And, ye fathers, provoke not your children to wrath: but bring them up in the nurture and admonition of the Lord (Ephesians 6:4).
A popular book on raising children says, Everyone, grownup or child, gets in a jam occasionally when the only tactful way out is a small lie, and this is no cause for alarm. This poison from the serpent needs to be challenged.
For one thing, evaluating lies as either big or small is not the important question. All lies are sin, and thus dangerous. The statement says that there is no cause for alarm. This is false. Jesus said that every idle word that men shall speak, they shall give account thereof in the day of judgment (Matthew 12:36). If Jesus, the maker of our children, is concerned about idle words, how much more about lying of any kind? Speak ye every man the truth to his neighbor; execute the judgment of truth and peace in your gates: And let none of you imagine evil in your hearts against his neighbor; and love no false oath: for all these are things that I hate, saith the LORD (Zechariah 8:16,17).

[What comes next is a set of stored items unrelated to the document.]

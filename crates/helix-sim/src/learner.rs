//! A synthetic learner: reaction times drawn from a per-LEGO baseline with
//! jitter, plus an occasional deliberately slow response to exercise spike
//! detection and the mastery regression path.

use rand::Rng;

pub struct SimulatedLearner {
    pub base_latency_ms: u32,
    pub jitter_ms: u32,
    pub spike_probability: f64,
    pub spike_multiplier: f64,
}

impl SimulatedLearner {
    pub fn new(base_latency_ms: u32) -> Self {
        Self {
            base_latency_ms,
            jitter_ms: base_latency_ms / 4,
            spike_probability: 0.12,
            spike_multiplier: 5.0,
        }
    }

    pub fn respond(&mut self, rng: &mut impl Rng) -> u32 {
        let jitter = rng.gen_range(0..=self.jitter_ms.max(1)) as i64 - (self.jitter_ms as i64 / 2);
        let normal = (self.base_latency_ms as i64 + jitter).max(200) as u32;

        if rng.gen_bool(self.spike_probability) {
            ((normal as f64) * self.spike_multiplier) as u32
        } else {
            // Responses get a little faster as the learner warms up.
            self.base_latency_ms = (self.base_latency_ms.saturating_sub(5)).max(400);
            normal
        }
    }
}
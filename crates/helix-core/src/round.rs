//! C8: RoundEngine (spec §4.8). Drives a LEGO through its six-phase
//! introduction: IntroAudio -> Components (always skipped, feeds Breakdown
//! only) -> DebutLego -> DebutPhrases -> SpacedRep -> Consolidation.

use rand::Rng;

use crate::config::LegoIntroductionConfig;
use crate::model::{ClassifiedBasket, LegoId, LegoProgress, PracticePhrase, RoundPhase, RoundState};
use crate::phrase::PhraseSelector;

#[derive(Debug, Clone)]
pub enum RoundResult {
    PlayIntroAudio {
        lego_id: LegoId,
    },
    /// The Components phase is structural only: it is never delivered to the
    /// learner, so the engine fast-forwards through it on its own.
    PresentDebutLego {
        lego_id: LegoId,
    },
    PresentPhrase {
        phrase: PracticePhrase,
    },
    /// Signals the host to pull the LEGO's next spaced-repetition item from
    /// `SpacedRepetitionQueue` itself; the Round doesn't own the queue.
    ContinueSpacedRep,
    Complete {
        lego_id: LegoId,
    },
}

pub struct RoundEngine;

impl RoundEngine {
    pub fn start(lego_id: LegoId, config: &LegoIntroductionConfig) -> RoundState {
        RoundState::new(
            lego_id,
            config.spaced_rep_interleave_count,
            config.consolidation_count,
        )
    }

    pub fn needs_round(progress: &LegoProgress) -> bool {
        progress.needs_round()
    }

    fn advance(state: &mut RoundState, phase: RoundPhase) {
        state.current_phase = phase;
        state.phase_index = 0;
    }

    /// Produces the next delivery for this Round, advancing `state` in
    /// place. Recurses through phases that never reach the learner
    /// (Components), have been fully consumed, or don't apply to this
    /// basket (IntroAudio with no audio, or once already played), so every
    /// call either returns a deliverable or `Complete`.
    pub fn next(
        state: &mut RoundState,
        basket: &ClassifiedBasket,
        progress: &mut LegoProgress,
        config: &LegoIntroductionConfig,
        rng: &mut impl Rng,
    ) -> RoundResult {
        match state.current_phase {
            RoundPhase::IntroAudio => {
                if basket.introduction_audio.is_none() || progress.introduction_played {
                    Self::advance(state, RoundPhase::Components);
                    return Self::next(state, basket, progress, config, rng);
                }
                progress.introduction_played = true;
                let result = RoundResult::PlayIntroAudio {
                    lego_id: state.lego_id.clone(),
                };
                Self::advance(state, RoundPhase::Components);
                result
            }
            RoundPhase::Components => {
                Self::advance(state, RoundPhase::DebutLego);
                Self::next(state, basket, progress, config, rng)
            }
            RoundPhase::DebutLego => {
                let result = RoundResult::PresentDebutLego {
                    lego_id: state.lego_id.clone(),
                };
                Self::advance(state, RoundPhase::DebutPhrases);
                result
            }
            RoundPhase::DebutPhrases => {
                if state.phase_index < basket.debut_phrases.len() {
                    let phrase = basket.debut_phrases[state.phase_index].clone();
                    state.phase_index += 1;
                    RoundResult::PresentPhrase { phrase }
                } else {
                    Self::advance(state, RoundPhase::SpacedRep);
                    Self::next(state, basket, progress, config, rng)
                }
            }
            RoundPhase::SpacedRep => {
                if state.spaced_rep_completed < state.spaced_rep_target {
                    RoundResult::ContinueSpacedRep
                } else {
                    Self::advance(state, RoundPhase::Consolidation);
                    Self::next(state, basket, progress, config, rng)
                }
            }
            RoundPhase::Consolidation => {
                if state.consolidation_remaining > 0 {
                    state.consolidation_remaining -= 1;
                    let phrase = PhraseSelector::select_eternal_phrase(
                        basket,
                        &mut progress.eternal_urn,
                        &mut progress.last_eternal_phrase_id,
                        config.eternal_selection_mode,
                        rng,
                    )
                    .unwrap_or_else(|| basket.debut.clone());
                    RoundResult::PresentPhrase { phrase }
                } else {
                    RoundResult::Complete {
                        lego_id: state.lego_id.clone(),
                    }
                }
            }
        }
    }

    /// Called by the host once a SpacedRep item the queue delivered has
    /// been practiced, so the Round can track progress toward its target.
    pub fn record_spaced_rep_practice(state: &mut RoundState) {
        if state.current_phase == RoundPhase::SpacedRep {
            state.spaced_rep_completed += 1;
        }
    }
}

Secondly, the statement that lying may be the only tactful way out implicitly denies the Biblical teaching: There hath no temptation taken you but such as is common to man: but God is faithful, who will not suffer you to be tempted above that ye are able; but will with the temptation also make a way to escape, that ye may be able to bear it (I Corinthians 10:13). The Lord never puts His people in impossible situations where only evil options are available. He always gives a way out. That way may include death, but the Lord gives counsel even here (cf. Matthew 10:28).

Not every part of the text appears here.